While all the Star Wars fans out there have been loving Carrie Fisher for decades, there are some people in this galaxy who are more recent fans of her writing than her gold bikini and ear buns. I am one of those people.
Although my significant other’s nickname brings more Star Wars references into my life than I would otherwise have, I’m more interested in Fisher’s writing than her iconic movie character. After her sudden passing in December, my PO box was inundated with magazine articles about Fisher’s life. While learning about her background via those articles was interesting, what caught my eye the most were the excerpts and quotes from a few of her books that were published in these magazines. The more I read, the more I came to the realization that Carrie Fisher is funny! So, I purchased the New York Times bestseller Wishful Drinking.
Published in 2008, almost 10 years prior to her untimely death, the book is (surprisingly) full of information about her upbringing and rather than her time on the set of the various Star Wars films. Dedicated to her daughter Billie Lourd, the first few pages of the book feature newspaper, magazine, and tabloid headlines chronicling Fisher’s crazy life. As the daughter of two movie stars, Eddie Fisher and Debbie Reynolds (known in the 1950s as “American’s Sweethearts”), Carrie’s existence was literally recounted by the media since birth. The headlines range from “Eddie Fisher Leaves Debbie Reynolds And Two Infants For Elizabeth Taylor” to “Princess Leia Overdoses At Cedars-Sinai.” While Fisher clearly read gnarly headlines about herself for years, I thought it was funny that she started her book with these clippings. It definitely set the tone for what would end up being an extremely sarcastic, darkly funny, and borderline self-deprecating book.

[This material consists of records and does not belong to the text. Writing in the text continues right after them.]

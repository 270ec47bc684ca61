//! Component G — SIP/VoIP parser, sibling of the IMAP tracker.
//!
//! Deliberately minimal: recognises REGISTER / INVITE / BYE request
//! lines and emits call-begin/call-end IRIs. A full re-derivation of
//! `sipparsing.c`'s dialog and SDP handling is out of scope here — this
//! exists to demonstrate the tagged-variant-per-tracker pattern noted
//! in the design notes, not to replace a real SIP stack.

use chrono::{DateTime, Utc};

use crate::intercept::Liid;
use crate::job::{AccessTech, Job};

#[derive(Debug, Clone, PartialEq, Eq)]
pub enum SipCallState {
    Idle,
    Registered,
    InviteSent,
    InCall,
    Ended,
}

pub struct SipSession {
    liid: Liid,
    cin: u32,
    destid: u32,
    state: SipCallState,
}

impl SipSession {
    pub fn new(liid: Liid, cin: u32, destid: u32) -> Self {
        SipSession {
            liid,
            cin,
            destid,
            state: SipCallState::Idle,
        }
    }

    pub fn state(&self) -> &SipCallState {
        &self.state
    }

    /// Same capability signature as [`crate::imap::ImapSession::feed`]:
    /// one contiguous chunk, one direction, one timestamp in, a batch of
    /// jobs out.
    pub fn feed(&mut self, bytes: &[u8], timestamp: DateTime<Utc>) -> Vec<Job> {
        let mut jobs = Vec::new();
        let text = String::from_utf8_lossy(bytes);
        let first_line = text.lines().next().unwrap_or("");

        if first_line.starts_with("REGISTER ") {
            self.state = SipCallState::Registered;
            jobs.push(self.iri(timestamp, "register"));
        } else if first_line.starts_with("INVITE ") {
            self.state = SipCallState::InviteSent;
            jobs.push(self.iri(timestamp, "invite"));
        } else if first_line.starts_with("BYE ") {
            self.state = SipCallState::Ended;
            jobs.push(self.iri(timestamp, "bye"));
        } else if first_line.starts_with("SIP/2.0 200") && self.state == SipCallState::InviteSent {
            self.state = SipCallState::InCall;
        }

        jobs
    }

    fn iri(&self, timestamp: DateTime<Utc>, username: &str) -> Job {
        Job::Ipiri {
            destid: self.destid,
            liid: self.liid.clone(),
            cin: self.cin,
            special: 0,
            access_tech: AccessTech::Other,
            ip_assign: crate::job::IpAssign::Unknown,
            family: 0,
            prefixbits: 0,
            addr: Vec::new(),
            timestamp,
            username: username.to_string(),
        }
    }
}

#[cfg(test)]
mod tests {
    use super::*;

    #[test]
    fn invite_then_200_ok_reaches_in_call() {
        let mut s = SipSession::new(Liid::from("X"), 1, 1);
        let jobs = s.feed(b"INVITE sip:bob@example.com SIP/2.0\r\n", Utc::now());
        assert_eq!(jobs.len(), 1);
        assert_eq!(s.state(), &SipCallState::InviteSent);
        s.feed(b"SIP/2.0 200 OK\r\n", Utc::now());
        assert_eq!(s.state(), &SipCallState::InCall);
    }

    #[test]
    fn bye_ends_call() {
        let mut s = SipSession::new(Liid::from("X"), 1, 1);
        s.feed(b"INVITE sip:bob@example.com SIP/2.0\r\n", Utc::now());
        s.feed(b"BYE sip:bob@example.com SIP/2.0\r\n", Utc::now());
        assert_eq!(s.state(), &SipCallState::Ended);
    }
}
pub mod client;
pub mod dispatcher;

pub use client::{HttpInboxApi, InboxApi};
pub use dispatcher::ActionDispatcher;
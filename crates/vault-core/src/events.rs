//! Push-message decoding.
//!
//! The push channel carries notification-only semantics: one small JSON frame
//! per server-side change, keyed by a `type` field. Decoding is pure and
//! synchronous; a frame that fails to decode is logged by the caller and
//! dropped without disturbing the connection.

use serde_json::Value;

use crate::constants::kinds;
use crate::error::{ActionError, DecodeError, FetchError};
use crate::models::ConnectionStatus;

/// Consumer-facing notification. The UI layer subscribes to this stream and
/// reads state through the store; it never mutates store state directly.
#[derive(Debug, Clone)]
pub enum CoreEvent {
    /// Items, clusters, or the badge count changed
    InboxChanged { count: usize },
    /// A user action failed after rollback; must be visibly retried or
    /// abandoned (an `Unauthorized` error means re-login, not retry)
    ActionFailed { item_id: String, error: ActionError },
    /// A debounced snapshot refresh failed; `Unauthorized` means re-login
    FetchFailed { error: FetchError },
    /// Push-channel lifecycle transition
    ConnectionChanged(ConnectionStatus),
}

/// Typed domain event parsed from a raw push frame.
#[derive(Debug, Clone, PartialEq, Eq)]
pub enum DomainEvent {
    /// A new capture landed in the inbox
    NewItem { id: Option<String> },
    /// An existing item changed server-side (another session actioned it,
    /// content was edited, ...)
    InboxUpdate {
        id: Option<String>,
        action: Option<String>,
    },
    /// The dedupe job produced a merge-suggestion cluster
    NewCluster {
        cluster_id: Option<String>,
        member_count: Option<u64>,
    },
}

impl DomainEvent {
    /// Whether this event should trigger a snapshot refetch. Every current
    /// kind does; the notification frames do not carry enough payload to
    /// apply incrementally.
    pub fn triggers_refresh(&self) -> bool {
        true
    }
}

/// Decode one raw push frame into a [`DomainEvent`].
pub fn decode(raw: &str) -> Result<DomainEvent, DecodeError> {
    let value: Value =
        serde_json::from_str(raw).map_err(|e| DecodeError::Malformed(e.to_string()))?;

    let kind = value
        .get("type")
        .and_then(Value::as_str)
        .ok_or_else(|| DecodeError::Malformed("missing string `type` field".into()))?;

    match kind {
        kinds::NEW_MEMORY => Ok(DomainEvent::NewItem {
            id: string_field(&value, "id"),
        }),
        kinds::INBOX_UPDATE => Ok(DomainEvent::InboxUpdate {
            id: string_field(&value, "id"),
            action: string_field(&value, "action"),
        }),
        kinds::NEW_CLUSTER => Ok(DomainEvent::NewCluster {
            cluster_id: value
                .get("cluster_id")
                .map(|v| match v {
                    // The dedupe job sends numeric ids; normalize to strings
                    Value::Number(n) => n.to_string(),
                    other => other.as_str().map(String::from).unwrap_or_default(),
                })
                .filter(|s| !s.is_empty()),
            member_count: value.get("count").and_then(Value::as_u64),
        }),
        other => Err(DecodeError::UnknownKind(other.to_string())),
    }
}

fn string_field(value: &Value, key: &str) -> Option<String> {
    value.get(key).and_then(Value::as_str).map(String::from)
}

#[cfg(test)]
mod tests {
    use super::*;

    #[test]
    fn test_decode_new_memory() {
        let event = decode(r#"{"type": "new_memory", "id": "mem_7"}"#).unwrap();
        assert_eq!(
            event,
            DomainEvent::NewItem {
                id: Some("mem_7".to_string())
            }
        );
        assert!(event.triggers_refresh());
    }

    #[test]
    fn test_decode_inbox_update() {
        let event = decode(r#"{"type": "inbox_update", "id": "mem_3", "action": "approve"}"#)
            .unwrap();
        assert_eq!(
            event,
            DomainEvent::InboxUpdate {
                id: Some("mem_3".to_string()),
                action: Some("approve".to_string()),
            }
        );
    }

    #[test]
    fn test_decode_new_cluster_numeric_id() {
        let event = decode(r#"{"type": "new_cluster", "cluster_id": 12, "count": 3}"#).unwrap();
        assert_eq!(
            event,
            DomainEvent::NewCluster {
                cluster_id: Some("12".to_string()),
                member_count: Some(3),
            }
        );
    }

    #[test]
    fn test_unknown_kind() {
        let err = decode(r#"{"type": "usage_report"}"#).unwrap_err();
        assert_eq!(err, DecodeError::UnknownKind("usage_report".to_string()));
    }

    #[test]
    fn test_malformed_payloads() {
        assert!(matches!(decode("not json"), Err(DecodeError::Malformed(_))));
        assert!(matches!(
            decode(r#"{"id": "mem_1"}"#),
            Err(DecodeError::Malformed(_))
        ));
        assert!(matches!(
            decode(r#"{"type": 42}"#),
            Err(DecodeError::Malformed(_))
        ));
    }
}
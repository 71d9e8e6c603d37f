pub mod channel;

pub use channel::PushChannel;
use std::time::Instant;

use serde::{Deserialize, Serialize};
use serde_json::Value;

/// User decision against an inbox item.
#[derive(Debug, Clone, Copy, PartialEq, Eq, Serialize, Deserialize)]
#[serde(rename_all = "snake_case")]
pub enum ActionKind {
    Dismiss,
    AcceptMerge,
    RejectMerge,
}

impl ActionKind {
    /// Wire name used in the `POST /inbox/{id}/action` body
    pub fn as_str(&self) -> &'static str {
        match self {
            ActionKind::Dismiss => "dismiss",
            ActionKind::AcceptMerge => "accept_merge",
            ActionKind::RejectMerge => "reject_merge",
        }
    }
}

#[derive(Debug, Clone, Copy, PartialEq, Eq)]
pub enum ActionState {
    Inflight,
    Confirmed,
    Failed,
}

/// One in-flight user action; exists only for the duration of a round trip.
#[derive(Debug, Clone)]
pub struct PendingAction {
    pub item_id: String,
    pub kind: ActionKind,
    pub payload: Option<Value>,
    pub submitted_at: Instant,
    pub state: ActionState,
}

impl PendingAction {
    pub fn new(item_id: impl Into<String>, kind: ActionKind, payload: Option<Value>) -> Self {
        Self {
            item_id: item_id.into(),
            kind,
            payload,
            submitted_at: Instant::now(),
            state: ActionState::Inflight,
        }
    }
}

/// Final result of a submission, fed to the store's reconcile step.
#[derive(Debug, Clone, PartialEq, Eq)]
pub enum ActionOutcome {
    /// Server confirmed; the optimistic state becomes final
    Confirmed,
    /// Server confirmed the item no longer exists; drop it locally
    ItemGone,
    /// Submission failed; the optimistic state must be rolled back
    Failed,
}
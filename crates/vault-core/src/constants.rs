//! Application-wide constants
//!
//! Centralized location for magic strings and tuning values
//! that are used across multiple modules.

use std::time::Duration;

/// Default REST API base URL
pub const API_BASE_URL: &str = "http://localhost:8000/api/v1";

/// Default push (WebSocket) base URL
pub const PUSH_BASE_URL: &str = "ws://localhost:8000";

/// Reconnect backoff base delay (doubles per consecutive failure)
pub const RECONNECT_BASE_DELAY: Duration = Duration::from_secs(1);

/// Reconnect backoff ceiling
pub const RECONNECT_MAX_DELAY: Duration = Duration::from_secs(30);

/// Window within which push notifications are collapsed into one refetch
pub const REFRESH_DEBOUNCE: Duration = Duration::from_millis(300);

/// Per-request timeout for any network operation (fetch, action submit)
pub const REQUEST_TIMEOUT: Duration = Duration::from_secs(10);

/// Hard cap on one action submission including retries
pub const SUBMIT_DEADLINE: Duration = Duration::from_secs(60);

/// Linear backoff schedule for action resubmission after a network failure
pub const SUBMIT_RETRY_DELAYS: [Duration; 2] =
    [Duration::from_millis(500), Duration::from_millis(1500)];

// Push event kinds used by the vault backend
pub mod kinds {
    /// A new capture landed in the inbox
    pub const NEW_MEMORY: &str = "new_memory";
    /// An existing inbox item changed server-side
    pub const INBOX_UPDATE: &str = "inbox_update";
    /// The dedupe job produced a merge-suggestion cluster
    pub const NEW_CLUSTER: &str = "new_cluster";
}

Fisher jumps right in by unapologetically explaining that her parents “were professionally committed to sticking out” so most of time she found herself “sticking out right along with them.” So goes the life of celebrity offspring. She describes herself as a “product of Hollywood inbreeding” and even includes a chart of her family tree (if you can even call it that) which depicts her parents’ many marriages and resulting children. Actually, it’s more like a tangled, sprawling tree that has so many twisty branches it’s almost a tree monster.
Throughout the book, she unabashedly discusses her drug and alcohol addictions, her experience with electroshock therapy (apparently her memory is shot), her marriage to Paul Simon, her time in a mental institution, and how her family is the main culprit for all her issues. An interesting aspect that Fisher continually points out is how normal her brother Todd turned out compared to her. In fact, she describes him as the “hogger of all the sanity available in [their] freak family.”
- Christopher Walken was almost cast as Hans Solo.
- Paul Simon songs written about Carrie Fisher include “She Moves On,” “Allergies,” and “Heart and Bones.”
- Carrie Fisher was friends with Bob Dylan.
- She also had a telephone relationship with Cary Grant.
- Ozzy Osbourne was in rehab with her.
A few of my favorite quotes:
“I don’t know the difference between movies and real life.”
On Paul Simon: “I loved this man’s lyrics. They were one of the reasons I fell in love with words.”
“If my life wasn’t funny it would just be true, and that is unacceptable.”
When asked by her daughter Billie if she is related to Rhys Tivey: “You’re related by scandal.”
“It was complicated to go out in public with my mother because she was very famous. She belonged to the world…In a way, my mother was an event.”
After reading her father’s novel – Been There, Done That – which Fisher describes as an account of all the women her dad slept with, she said: “I wanted to get my DNA fumigated.”
“When you are a survivor, in order to be a really good one, you have to keep getting in trouble to show off your gift.”
“All of my friends made fun of me because they said the title of the film sounded like a fight between my original parents – Star Wars!”
“Forty-three years ago, George Lucas ruined my life. And I mean that in the nicest way possible.”
“It’s important to be able to distinguish the difference between a problem and an inconvenience.”
“I heard someone say that I didn’t have to like meetings, I just had to go to them. Well this was a revelation to me! I thought I had to like everything I did.”
Describing herself while trying to get sober: “Quick to excite, to agitate, to engage, to anger – I was heading straight up into the rafters of my overly good or bad time.”
Carrie to Billie: “If you want to be a comic, you have to be a writer. But don’t worry, you have tons of material.”
“I want to get old with someone – not because of them.”
“Resentment is like drinking a poison and waiting for the other person to die.”
“Saying you’re an alcoholic and an addict is like saying you’re from Los Angeles and from California.”
I can see why Wishful Drinking is a New York Times bestseller – it’s witty, raw, brazen, and includes an abundance of juicy details about someone who nerds have been fantasizing about for decades. Fisher is an excellent writer and because of her ability to write as (I imagine) she talks, the 163 pages flew by. If you’re a fan of Star Wars, of course read it. If you like celebrity scandal, definitely jump right in. If you appreciate someone has seen a few things and been a few places providing the titillating details in a prolific way, this book is definitely for you. For Fisher, honestly is definitely the best policy.